When you think of DR Congo, you probably envision a tribal life dripped in poverty. Don't limit yourself to this cliched vision. Here's an article that showcases how much more the Republic of the Congo has to offer and all the things that you must note before planning your trip.

In terms of the size of African countries, the Democratic Republic of Congo is second only to Algeria. This makes it the second-largest country in Africa and the largest in central Africa. This Central African Republic was once known as Zaire, and though it had a troubled past, it is much underrated as a tourist place.

The country is in the heart of central Africa and shares its borders with nine countries. The Congo River separates DR Congo and the Republic of Congo on the northwest. In the north, the country shares a border with the Central African Republic. The country shares its eastern borders with South Sudan, Rwanda, and Burundi. Lake Albert separates Uganda from the Republic of the Congo. In the south, Tanzania, Zambia, and Angola are Congo's neighbors. The country also has a small coastline along the Atlantic Ocean.

The people here speak over 250 languages and dialects, of which French is the official language. The inhabitants of Congo represent over 200 African ethnic groups. People here are polite, warm, and friendly and they maintain a strong focus on family. Despite Congo being one of the most resource-rich countries in Africa, many citizens throughout the entire country continue to live in extreme poverty.

Taking into account Congo's history as a European colony, it isn't too surprising to note that the Congolese people often douse their food with mayonnaise.
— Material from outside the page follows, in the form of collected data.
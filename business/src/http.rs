//! HTTP client whose futures are `Send` on every target.
//!
//! `reqwest::Response` is not `Send` on wasm32 because it wraps JS values, but
//! command futures must be. Native builds await reqwest directly; wasm32 builds
//! run the request with `spawn_local` and hand the owned result back over a
//! `flume` channel.

use std::collections::BTreeMap;

use thiserror::Error;

#[derive(Debug, Clone, Copy, PartialEq, Eq)]
pub enum Method {
    Post,
}

/// Owned response data, safe to move across threads.
#[derive(Debug, Clone)]
pub struct Response {
    pub status: u16,
    pub body: Vec<u8>,
}

impl Response {
    pub fn is_success(&self) -> bool {
        (200..300).contains(&self.status)
    }

    pub fn json<T: serde::de::DeserializeOwned>(&self) -> Result<T, serde_json::Error> {
        serde_json::from_slice(&self.body)
    }
}

#[derive(Debug, Clone, Error, PartialEq, Eq)]
pub enum HttpError {
    #[error("failed to encode request body: {0}")]
    Encode(String),
    #[error("request failed: {0}")]
    Request(String),
    #[error("request dropped before completion")]
    Dropped,
}

pub type HttpResult<T> = Result<T, HttpError>;

#[derive(Debug, Clone)]
pub struct RequestBuilder {
    method: Method,
    url: String,
    headers: BTreeMap<String, String>,
    body: Option<Vec<u8>>,
}

impl RequestBuilder {
    fn new(method: Method, url: impl Into<String>) -> Self {
        Self {
            method,
            url: url.into(),
            headers: BTreeMap::new(),
            body: None,
        }
    }

    pub fn header(mut self, name: impl Into<String>, value: impl Into<String>) -> Self {
        self.headers.insert(name.into(), value.into());
        self
    }

    /// Serializes `value` as the body and sets `content-type: application/json`.
    pub fn json<T: serde::Serialize>(mut self, value: &T) -> HttpResult<Self> {
        let bytes = serde_json::to_vec(value).map_err(|e| HttpError::Encode(e.to_string()))?;
        self.body = Some(bytes);
        self.headers
            .insert("content-type".to_string(), "application/json".to_string());
        Ok(self)
    }

    pub async fn send(self) -> HttpResult<Response> {
        #[cfg(not(target_arch = "wasm32"))]
        {
            self.execute().await
        }

        #[cfg(target_arch = "wasm32")]
        {
            let (tx, rx) = flume::bounded::<HttpResult<Response>>(1);
            wasm_bindgen_futures::spawn_local(async move {
                let _ = tx.send_async(self.execute().await).await;
            });
            rx.recv_async().await.map_err(|_| HttpError::Dropped)?
        }
    }

    async fn execute(self) -> HttpResult<Response> {
        let client = reqwest::Client::new();
        let mut request = match self.method {
            Method::Post => client.post(&self.url),
        };

        for (name, value) in &self.headers {
            request = request.header(name, value);
        }
        if let Some(body) = self.body {
            request = request.body(body);
        }

        let response = request
            .send()
            .await
            .map_err(|e| HttpError::Request(e.to_string()))?;
        let status = response.status().as_u16();
        let body = response
            .bytes()
            .await
            .map_err(|e| HttpError::Request(e.to_string()))?
            .to_vec();

        Ok(Response { status, body })
    }
}

pub struct Client;

impl Client {
    pub fn post(url: impl Into<String>) -> RequestBuilder {
        RequestBuilder::new(Method::Post, url)
    }
}
pub mod colors;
DR Congo is home to Africa's oldest national park; the Virunga National Park. If you're lucky, you'll be able to spot rare mountain gorillas along with lions and elephants in this park. The Okapi, or forest giraffe, with the structure of a deer and a zebra's stripes, is another rare animal found only in Congo. Other places that find a spot on tourist itineraries include Garamba National Park and the Congo River. This is the world's deepest river.

For a country with vast natural resources, phenomenal wildlife, and a welcoming culture, the day isn't too far when the Democratic Republic of Congo will be on every traveler's bucket list.

Once you have finished reading this article about DR Congo, why not discover more about the population of the Republic of Ireland, and understand why do we celebrate republic day.

Early History Of Democratic Republic Of Congo

While the land was populated more than 80,000 years ago, the early history of the Congo can be said to date back to the 14th century when it was known as the Kingdom of Kongo. Between the 16th and 17th centuries, British, Portuguese, Dutch, and French merchants used Congo as a base for the slave trade. In the 1870s, a private venture was set up by the Belgian king, Leopold II, to colonize the Kingdom of Kongo.

And then, it became the property of Leopold II. From 1869-1908, the Congo Free State was a privately controlled state with Leopold as the sole chairman and shareholder of the controlling non-governmental organization, the Association Internationale Africaine.

The Congo Free State

It was 1885 when Leopold II announced the establishment of the Congo Free State. With money loaned by the Belgian government, Leopold financed several projects for the 'so-called' development of the region. However, his reign became infamous for its brutality and tyranny over indigenous people.

The Congo was rich in several natural resources, including ivory and rubber. In a bid to make himself richer, Leopold II subjected the people of the Congo to forced labor. More than half the population of Congo died as a result of malnutrition and punishment. Several others died from torture and disease. Many of those who survived years of forced labor and torture were punished by amputating a hand or foot, or in some cases, both.

The people revolted and fought back. Several rebellions were put down mercilessly. However, news of the oppression did get out, and many European people began speaking out about the abuse. There were many protests and demonstrations. As a result, Leopold II was forced to hand over the reins of his 'private' colony.

In 1908, the Democratic Republic of the Congo was handed over to Belgium and renamed the Belgian Congo. It remained a colony until the Democratic Republic of the Congo achieved independence in 1960.

The DRC was also shaken by the impact of World War II. With the German invasion of Belgium in 1940, Congo was dragged into the world war and remained in conflict even after Belgium's surrender. This too tainted the pages of Congo's history with blood!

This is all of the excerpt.